Nothing wrong with Dan of course, he can close a conversation and begin a new subject more seamlessly than Manish, who relied very heavily on a slow “Okaaay” and the turn to camera. More wince-inducing was our new friend’s attempts to be matey with his colleagues on Focus. When he addressed Lee Dixon and Mark Lawrenson as “boys”, one could sense the suppressed distaste of the older men. Calling Jonathan Pearce “JP” and John Motson “Motty” so early in the relationship was also gauche at the very least. Surely, as someone new to the tribal group, Walker should not be entitled to call Pearce by his nickname until they have made a kill together. Or perhaps every new presenter of Football Focus is warned that calling him Jonathan would cause him to weep on camera for a lost past life.
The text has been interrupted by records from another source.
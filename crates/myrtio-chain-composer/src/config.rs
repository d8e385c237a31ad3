use embassy_time::Duration;

/// Default pause between frames
pub const DEFAULT_FRAME_INTERVAL: Duration = Duration::from_millis(50);

/// Runner scheduler configuration
#[derive(Debug, Clone, Copy, PartialEq, Eq)]
pub struct EngineConfig {
    /// Wait after each flushed frame
    pub frame_interval: Duration,
    /// Optional upper bound of simultaneously active runners
    ///
    /// `None` spawns a runner every time one clears the start. With a bound
    /// set, spawns beyond it are skipped, which thins the waves out until
    /// the active set drains.
    pub max_runners: Option<usize>,
}

impl Default for EngineConfig {
    fn default() -> Self {
        Self::new(DEFAULT_FRAME_INTERVAL)
    }
}

impl EngineConfig {
    /// Unbounded scheduler with the given frame interval
    pub const fn new(frame_interval: Duration) -> Self {
        Self {
            frame_interval,
            max_runners: None,
        }
    }

    /// Bound the active runner set, never below 1
    #[must_use]
    pub const fn with_max_runners(mut self, max_runners: usize) -> Self {
        self.max_runners = Some(if max_runners == 0 { 1 } else { max_runners });
        self
    }

    /// Frame interval in whole milliseconds, saturated to `u32`
    #[allow(clippy::cast_possible_truncation)]
    pub const fn frame_interval_ms(&self) -> u32 {
        let millis = self.frame_interval.as_millis();
        if millis > u32::MAX as u64 {
            u32::MAX
        } else {
            millis as u32
        }
    }
}
//! Error types for topology construction

use core::fmt;

/// Error type for building a [`Topology`](super::Topology)
#[derive(Debug, Clone, Copy, PartialEq, Eq)]
pub enum TopologyError<E> {
    /// Two real strips share a physical index
    DuplicateIndex { index: usize },
    /// A physical index does not fit the real strip count
    IndexOutOfRange { index: usize, real_count: usize },
    /// Driver length differs from the real strip count
    DriverSizeMismatch { expected: usize, actual: usize },
    /// Blanking the chain failed
    Driver(E),
}

impl<E: fmt::Debug> fmt::Display for TopologyError<E> {
    fn fmt(&self, f: &mut fmt::Formatter<'_>) -> fmt::Result {
        match self {
            TopologyError::DuplicateIndex { index } => {
                write!(f, "Physical index {} assigned twice", index)
            }
            TopologyError::IndexOutOfRange { index, real_count } => write!(
                f,
                "Physical index {} out of range for {} real strips",
                index, real_count
            ),
            TopologyError::DriverSizeMismatch { expected, actual } => write!(
                f,
                "Driver has {} LEDs, topology needs {}",
                actual, expected
            ),
            TopologyError::Driver(e) => write!(f, "Driver error: {:?}", e),
        }
    }
}

impl<E: fmt::Debug> core::error::Error for TopologyError<E> {}
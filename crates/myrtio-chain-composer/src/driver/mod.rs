//! LED Driver abstraction layer
//!
//! Provides a trait-based abstraction for LED chain drivers,
//! allowing the topology and animation layers to be hardware-agnostic.

mod p9813;

use core::fmt;

pub use p9813::{FRAME_MARKER, P9813, check_byte, color_frame};

use crate::color::{BLACK, Rgb};

/// Abstract LED driver trait
///
/// A driver owns a color buffer with one entry per physical LED.
/// Writes only touch the buffer; nothing reaches the wire until [`flush`].
///
/// [`flush`]: LedDriver::flush
pub trait LedDriver {
    /// Error raised by the underlying output lines
    type Error;

    /// Number of physical LEDs in the chain
    fn len(&self) -> usize;

    /// Check whether the chain has no LEDs at all
    fn is_empty(&self) -> bool {
        self.len() == 0
    }

    /// Overwrite the buffered color at `index`
    ///
    /// # Panics
    /// Panics if `index >= self.len()`.
    fn set_color(&mut self, index: usize, color: Rgb);

    /// Transmit the whole buffer as one frame
    fn flush(&mut self) -> Result<(), Self::Error>;

    /// Blank the buffer and transmit it
    fn all_off(&mut self) -> Result<(), Self::Error> {
        for index in 0..self.len() {
            self.set_color(index, BLACK);
        }
        self.flush()
    }
}

/// Error type for pin-level driver operations
#[derive(Debug, Clone, Copy, PartialEq, Eq)]
pub enum DriverError<E> {
    /// Setting the clock line failed
    Clock(E),
    /// Setting the data line failed
    Data(E),
}

impl<E: fmt::Debug> fmt::Display for DriverError<E> {
    fn fmt(&self, f: &mut fmt::Formatter<'_>) -> fmt::Result {
        match self {
            DriverError::Clock(e) => write!(f, "Clock line error: {:?}", e),
            DriverError::Data(e) => write!(f, "Data line error: {:?}", e),
        }
    }
}

impl<E: fmt::Debug> core::error::Error for DriverError<E> {}
//! Random source used by procedural effects
//!
//! Effects take the generator explicitly, so a seeded or scripted source
//! makes every spawned wave reproducible.

use rand_core::RngCore;

/// Scale from 24 random bits to a fraction in `[0, 1)`
const FRACTION_SCALE: f32 = 1.0 / (1u32 << 24) as f32;

pub trait RandomSource {
    /// Uniform fraction in `[0, 1)`
    fn fraction(&mut self) -> f32;

    /// Uniform byte
    fn byte(&mut self) -> u8;
}

impl<R: RngCore + ?Sized> RandomSource for R {
    #[allow(clippy::cast_precision_loss)]
    fn fraction(&mut self) -> f32 {
        (self.next_u32() >> 8) as f32 * FRACTION_SCALE
    }

    #[allow(clippy::cast_possible_truncation)]
    fn byte(&mut self) -> u8 {
        (self.next_u32() >> 24) as u8
    }
}
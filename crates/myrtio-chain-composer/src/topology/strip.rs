use alloc::vec::Vec;

use crate::color::Rgb;

/// Fixed miswiring correction of one chain segment
#[derive(Debug, Clone, Copy, PartialEq, Eq, Default)]
pub enum SwapScenario {
    /// Channels are wired as labelled
    #[default]
    Normal,
    /// Green and blue lines are swapped
    SwapGreenBlue,
    /// Red and blue lines are swapped
    SwapRedBlue,
}

impl SwapScenario {
    /// Permute a color so it shows as intended on a miswired LED
    pub const fn apply(self, color: Rgb) -> Rgb {
        match self {
            Self::Normal => color,
            Self::SwapGreenBlue => Rgb {
                r: color.r,
                g: color.b,
                b: color.g,
            },
            Self::SwapRedBlue => Rgb {
                r: color.b,
                g: color.g,
                b: color.r,
            },
        }
    }
}

/// One logical animation position
#[derive(Debug, Clone, Copy, PartialEq, Eq)]
pub enum Strip {
    /// Backed by the physical LED at `index`
    Real { index: usize, swap: SwapScenario },
    /// Placeholder with no LED behind it, writes are dropped
    Fake,
}

impl Strip {
    /// Physical LED wired as labelled
    pub const fn real(index: usize) -> Self {
        Self::Real {
            index,
            swap: SwapScenario::Normal,
        }
    }

    /// Physical LED that needs a channel swap
    pub const fn swapped(index: usize, swap: SwapScenario) -> Self {
        Self::Real { index, swap }
    }

    pub const fn is_real(&self) -> bool {
        matches!(self, Self::Real { .. })
    }

    /// Physical index, if the strip has one
    pub const fn physical_index(&self) -> Option<usize> {
        match self {
            Self::Real { index, .. } => Some(*index),
            Self::Fake => None,
        }
    }

    const fn shifted(self, offset: usize) -> Self {
        match self {
            Self::Real { index, swap } => Self::Real {
                index: index + offset,
                swap,
            },
            Self::Fake => Self::Fake,
        }
    }
}

/// Count strips with a physical LED behind them
pub fn count_real(strips: &[Strip]) -> usize {
    strips.iter().filter(|strip| strip.is_real()).count()
}

/// Concatenate two buses into one address space
///
/// `head` keeps its addresses. Every real strip of `tail` is moved past
/// the real strips of `head`. Fake strips pass through untouched.
pub fn merge(head: &[Strip], tail: &[Strip]) -> Vec<Strip> {
    let offset = count_real(head);
    let mut merged = Vec::with_capacity(head.len() + tail.len());
    merged.extend_from_slice(head);
    merged.extend(tail.iter().map(|strip| strip.shifted(offset)));
    merged
}

/// Fold any number of buses left to right with [`merge`]
pub fn merge_all(buses: &[&[Strip]]) -> Vec<Strip> {
    buses
        .iter()
        .fold(Vec::new(), |merged, bus| merge(&merged, bus))
}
Much later the same day, Walker’s predecessor finds himself in a disused police station with Steve Claridge, Jacqui Oatley and a handful of chaps in shirtsleeves who stare wordlessly at a bank of monitors to no explained effect. There is an overpowering sense, when the camera catches him frowning in concentration at Claridge’s analysis of Peterborough’s back four, that Bhasin is doing community service for a crime he did not commit. But the programme rattles along well enough and he does appear to stay awake right to the end. For some reason, the BBC has decided that the Premier League should be presented as a cosy, privileged place, while coverage of the lower leagues should reflect austerity and an honest sense of community. While Lineker and chums sit in a well lit, tastefully appointed studio, Bhasin’s lot are made to inhabit a chill, twilight world, a place where they are the only few left awake and a backdrop made to look like a graffitied brick wall keeps things extra real.

Sky Sports, of course, is very real. Sky are using their own 12-year-old slogan, “Football, we know how you feel about it, because we feel the same”, in their new marketing campaign. And if you feel that football began in 1992, should be played at a time that suits a profit-making television company and consists of four teams ploughing through an uninspiring fixture list until they come upon each other on a Super Sunday, then, yes, Sky really does know how you feel about the game. Many fans will possibly reflect, as they race back home late Monday night from an away fixture on the other side of the country, that it doesn’t matter so much how tired they feel at work tomorrow, because the Sky corporation knows how they feel.

On a slightly different subject, the blood-red dress with plunging neckline Gabby Logan wore on Match of the Day 2 signals a woman with one thing on her mind and that is not Liverpool’s slow start to the season. Lee Dixon and Martin Keown are perhaps too literal and plodding of character to be influenced by an item of clothing but one wonders if, when they got home that night, they were uncharacteristically suggestive with their wives for reasons they themselves could not explain. If Gary Lineker is going to continue selling us Match of the Day as thrilling and dramatic, perhaps he should take a tip from Gabby and dress for it a bit more.